Em seu animoso texto publicado sob o levante da santidade nas vias da atualidade, Francisco retoma, entre outros, um termo já esquecido pelos populares, relegado às estantes da história eclesiástica: o Pelagianismo*. Segundo o pontífice, as proposições pelagianas de irrupção da vontade e de sobreposição da individualidade falsificaram a santidade cristã e roubaram da experiência da fé o seu genuíno essencial, abandonando-a à autorreferência e, com ela, à morte. Em paralelo, Joseph Ratzinger escrevia, já em meados dos anos 90, sobre a virulência do pelagianismo deste tempo manifesto em sua dupla face: burguesa e piedosa. As patologias gêmeas do pelagianismo, segundo Ratzinger, estão a enfraquecer a constituição eclesial e permanecem, não obstante sua remota origem, atualíssimas em sua periculosidade.

Ao pelagianismo burguês está orientada a mentalidade acidiosa, calculista em sua origem. Segundo esta modalidade de pelagianismo, os altos ideais para os quais são chamadas as criaturas estão de tal modo inacessíveis que a evitável fraqueza que se manifesta é tolerada em vias de aceitação de condição ou, em termos de acídia**, é fadada à vertigem das alturas do chamado.
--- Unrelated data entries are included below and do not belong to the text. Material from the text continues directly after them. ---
use serde::{Deserialize, Serialize};

use crate::services::user_aggregator::DEFAULT_USER_CACHE_TTL_HOURS;

#[derive(Debug, Clone, Serialize, Deserialize)]
pub struct Config {
    pub app: AppConfig,
    pub database: DatabaseConfig,
    pub user_service: UserServiceConfig,
    pub cache: CacheConfig,
}

#[derive(Debug, Clone, Serialize, Deserialize)]
pub struct AppConfig {
    pub env: String,
    pub port: u16,
}

#[derive(Debug, Clone, Serialize, Deserialize)]
pub struct DatabaseConfig {
    pub url: String,
    pub max_connections: u32,
}

#[derive(Debug, Clone, Serialize, Deserialize)]
pub struct UserServiceConfig {
    /// Base URL of the authoritative user service.
    pub base_url: String,
    /// Per-request timeout in seconds; exceeding it is treated like any
    /// other remote failure.
    pub timeout_secs: u64,
}

#[derive(Debug, Clone, Serialize, Deserialize)]
pub struct CacheConfig {
    /// Freshness window for synced user records, in hours.
    pub user_ttl_hours: i64,
}

impl Config {
    pub fn from_env() -> Result<Self, Box<dyn std::error::Error>> {
        Ok(Config {
            app: AppConfig {
                env: std::env::var("APP_ENV").unwrap_or_else(|_| "development".to_string()),
                port: std::env::var("APP_PORT")
                    .unwrap_or_else(|_| "8080".to_string())
                    .parse()?,
            },
            database: DatabaseConfig {
                url: std::env::var("DATABASE_URL")?,
                max_connections: std::env::var("DATABASE_MAX_CONNECTIONS")
                    .unwrap_or_else(|_| "10".to_string())
                    .parse()?,
            },
            user_service: UserServiceConfig {
                base_url: std::env::var("USER_SERVICE_URL")
                    .unwrap_or_else(|_| "http://localhost:8081".to_string()),
                timeout_secs: std::env::var("USER_SERVICE_TIMEOUT_SECS")
                    .unwrap_or_else(|_| "5".to_string())
                    .parse()?,
            },
            cache: CacheConfig {
                user_ttl_hours: std::env::var("USER_CACHE_TTL_HOURS")
                    .unwrap_or_else(|_| DEFAULT_USER_CACHE_TTL_HOURS.to_string())
                    .parse()?,
            },
        })
    }
}
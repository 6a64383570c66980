use std::fmt;
use std::str::FromStr;

use chrono::{DateTime, Duration, Utc};
use serde::{Deserialize, Serialize};

/// User projection fetched live from the authoritative user service.
/// Never persisted directly; only used to build or refresh a cache record.
#[derive(Debug, Clone, PartialEq, Serialize, Deserialize)]
pub struct User {
    pub id: i64,
    pub username: String,
    #[serde(default)]
    pub full_name: String,
    #[serde(default)]
    pub is_streamer: bool,
    #[serde(default)]
    pub profile_pic: String,
    #[serde(default = "default_true")]
    pub is_active: bool,
}

fn default_true() -> bool {
    true
}

/// Denormalized copy of user data owned by the donation service so the
/// donation workflow never needs a cross-service join. At most one record
/// exists per `user_id`; `expires_at = last_sync_at + TTL`.
#[derive(Debug, Clone, PartialEq, Serialize, Deserialize, sqlx::FromRow)]
pub struct CachedUser {
    pub user_id: i64,
    pub username: String,
    pub full_name: String,
    pub is_streamer: bool,
    pub profile_pic: String,
    pub is_active: bool,
    pub last_sync_at: DateTime<Utc>,
    pub expires_at: DateTime<Utc>,
}

impl CachedUser {
    pub fn from_user(user: &User, now: DateTime<Utc>, ttl: Duration) -> Self {
        Self {
            user_id: user.id,
            username: user.username.clone(),
            full_name: user.full_name.clone(),
            is_streamer: user.is_streamer,
            profile_pic: user.profile_pic.clone(),
            is_active: user.is_active,
            last_sync_at: now,
            expires_at: now + ttl,
        }
    }

    pub fn is_expired(&self, now: DateTime<Utc>) -> bool {
        now > self.expires_at
    }

    pub fn into_user(self) -> User {
        User {
            id: self.user_id,
            username: self.username,
            full_name: self.full_name,
            is_streamer: self.is_streamer,
            profile_pic: self.profile_pic,
            is_active: self.is_active,
        }
    }
}

#[derive(Debug, Clone, Copy, PartialEq, Eq, Serialize, Deserialize)]
#[serde(rename_all = "lowercase")]
pub enum PaymentStatus {
    Pending,
    Completed,
    Failed,
    Refunded,
}

impl PaymentStatus {
    pub fn as_str(&self) -> &'static str {
        match self {
            PaymentStatus::Pending => "pending",
            PaymentStatus::Completed => "completed",
            PaymentStatus::Failed => "failed",
            PaymentStatus::Refunded => "refunded",
        }
    }
}

impl fmt::Display for PaymentStatus {
    fn fmt(&self, f: &mut fmt::Formatter<'_>) -> fmt::Result {
        f.write_str(self.as_str())
    }
}

impl FromStr for PaymentStatus {
    type Err = String;

    fn from_str(s: &str) -> Result<Self, Self::Err> {
        match s {
            "pending" => Ok(PaymentStatus::Pending),
            "completed" => Ok(PaymentStatus::Completed),
            "failed" => Ok(PaymentStatus::Failed),
            "refunded" => Ok(PaymentStatus::Refunded),
            other => Err(format!("unknown payment status: {}", other)),
        }
    }
}

#[derive(Debug, Clone, Copy, PartialEq, Eq, Serialize, Deserialize)]
#[serde(rename_all = "lowercase")]
pub enum PaymentProvider {
    Midtrans,
    Paypal,
    Stripe,
    Crypto,
}

impl PaymentProvider {
    pub fn as_str(&self) -> &'static str {
        match self {
            PaymentProvider::Midtrans => "midtrans",
            PaymentProvider::Paypal => "paypal",
            PaymentProvider::Stripe => "stripe",
            PaymentProvider::Crypto => "crypto",
        }
    }
}

impl fmt::Display for PaymentProvider {
    fn fmt(&self, f: &mut fmt::Formatter<'_>) -> fmt::Result {
        f.write_str(self.as_str())
    }
}

impl FromStr for PaymentProvider {
    type Err = String;

    fn from_str(s: &str) -> Result<Self, Self::Err> {
        match s {
            "midtrans" => Ok(PaymentProvider::Midtrans),
            "paypal" => Ok(PaymentProvider::Paypal),
            "stripe" => Ok(PaymentProvider::Stripe),
            "crypto" => Ok(PaymentProvider::Crypto),
            other => Err(format!("unknown payment provider: {}", other)),
        }
    }
}

/// Donation record. `donator_id` is zero for anonymous donations; user
/// rows are resolved at the application level, there is no foreign key
/// across the service boundary.
#[derive(Debug, Clone, PartialEq, Serialize, Deserialize)]
pub struct Donation {
    pub id: i64,
    pub amount: f64,
    pub currency: String,
    pub message: String,
    pub streamer_id: i64,
    pub donator_id: i64,
    pub display_name: String,
    pub is_anonymous: bool,
    pub status: PaymentStatus,
    pub payment_provider: Option<PaymentProvider>,
    pub transaction_id: Option<String>,
    pub payment_time: Option<DateTime<Utc>>,
    pub created_at: DateTime<Utc>,
    pub updated_at: DateTime<Utc>,
}

#[derive(Debug, Clone, Deserialize)]
pub struct CreateDonationRequest {
    pub amount: f64,
    #[serde(default = "default_currency")]
    pub currency: String,
    #[serde(default)]
    pub message: String,
    pub streamer_id: i64,
    pub donator_id: Option<i64>,
    #[serde(default)]
    pub display_name: String,
    #[serde(default)]
    pub is_anonymous: bool,
}

fn default_currency() -> String {
    "IDR".to_string()
}

#[derive(Debug, Clone, Deserialize)]
pub struct ProcessPaymentRequest {
    pub transaction_id: String,
    pub provider: PaymentProvider,
}

/// Donation enriched with whatever identity data could be resolved.
/// Enrichment is advisory: a missing `streamer`/`donator` never indicates
/// a failed donation, only that resolution was skipped or unavailable.
#[derive(Debug, Clone, Serialize)]
pub struct DonationResponse {
    #[serde(flatten)]
    pub donation: Donation,
    #[serde(skip_serializing_if = "Option::is_none")]
    pub streamer: Option<User>,
    #[serde(skip_serializing_if = "Option::is_none")]
    pub donator: Option<User>,
}

#[cfg(test)]
mod tests {
    use super::*;

    #[test]
    fn cached_user_expiry_is_last_sync_plus_ttl() {
        let user = User {
            id: 42,
            username: "alice".into(),
            full_name: "Alice".into(),
            is_streamer: true,
            profile_pic: String::new(),
            is_active: true,
        };
        let now = Utc::now();
        let record = CachedUser::from_user(&user, now, Duration::hours(24));

        assert_eq!(record.last_sync_at, now);
        assert_eq!(record.expires_at, now + Duration::hours(24));
        assert!(!record.is_expired(now));
        assert!(!record.is_expired(record.expires_at));
        assert!(record.is_expired(record.expires_at + Duration::seconds(1)));
    }

    #[test]
    fn cached_user_converts_back_to_user() {
        let user = User {
            id: 7,
            username: "bob".into(),
            full_name: "Bob".into(),
            is_streamer: false,
            profile_pic: "pic.png".into(),
            is_active: true,
        };
        let record = CachedUser::from_user(&user, Utc::now(), Duration::hours(1));
        assert_eq!(record.into_user(), user);
    }

    #[test]
    fn payment_status_round_trips() {
        for status in [
            PaymentStatus::Pending,
            PaymentStatus::Completed,
            PaymentStatus::Failed,
            PaymentStatus::Refunded,
        ] {
            assert_eq!(status.as_str().parse::<PaymentStatus>(), Ok(status));
        }
    }
}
Assim, “se Deus realmente existe, e se Ele de fato se preocupa pelas pessoas, não pode ser tão terrivelmente exigente como o descreve a fé da Igreja”, ao passo que não sendo pior que os outros, o pelagiano burguês crê que “as pequenas fraquezas humanas não podem ser realmente tão perigosas como se diz”. Ergue-se neste horizonte a idolatria egóica e, com ela, a autossuficiência. A este respeito, a fé cristã, segundo Ratzinger, remedia-se na generosidade do bem que, tão bem expresso por Santa Teresa do Menino Jesus, não admite no amor o cálculo. Diz a santa: “Viver de Amor é dar, dar sem medida,/ Sem reclamar na vida recompensa./ Eu dou sem calcular, por estar convencida/ De que quem ama nunca em pagamento pensa!”.

É sob a tutela do pelagianismo burguês que cresce daninha a autocomplacência em sua tacanhez. Nela, o homem não é mais daquilo que é e sua escatológica origem, o fim para o qual se move, não é mais que um mínimo. Desta patologia alimenta-se o rebanhesco enquanto povo do qual não se espera – e para o qual não se pode exigir – nada que não seja o ordinário. Aqui, entre o tolerável pecado venial e o abominável pecado mortal, movem-se as escolhas.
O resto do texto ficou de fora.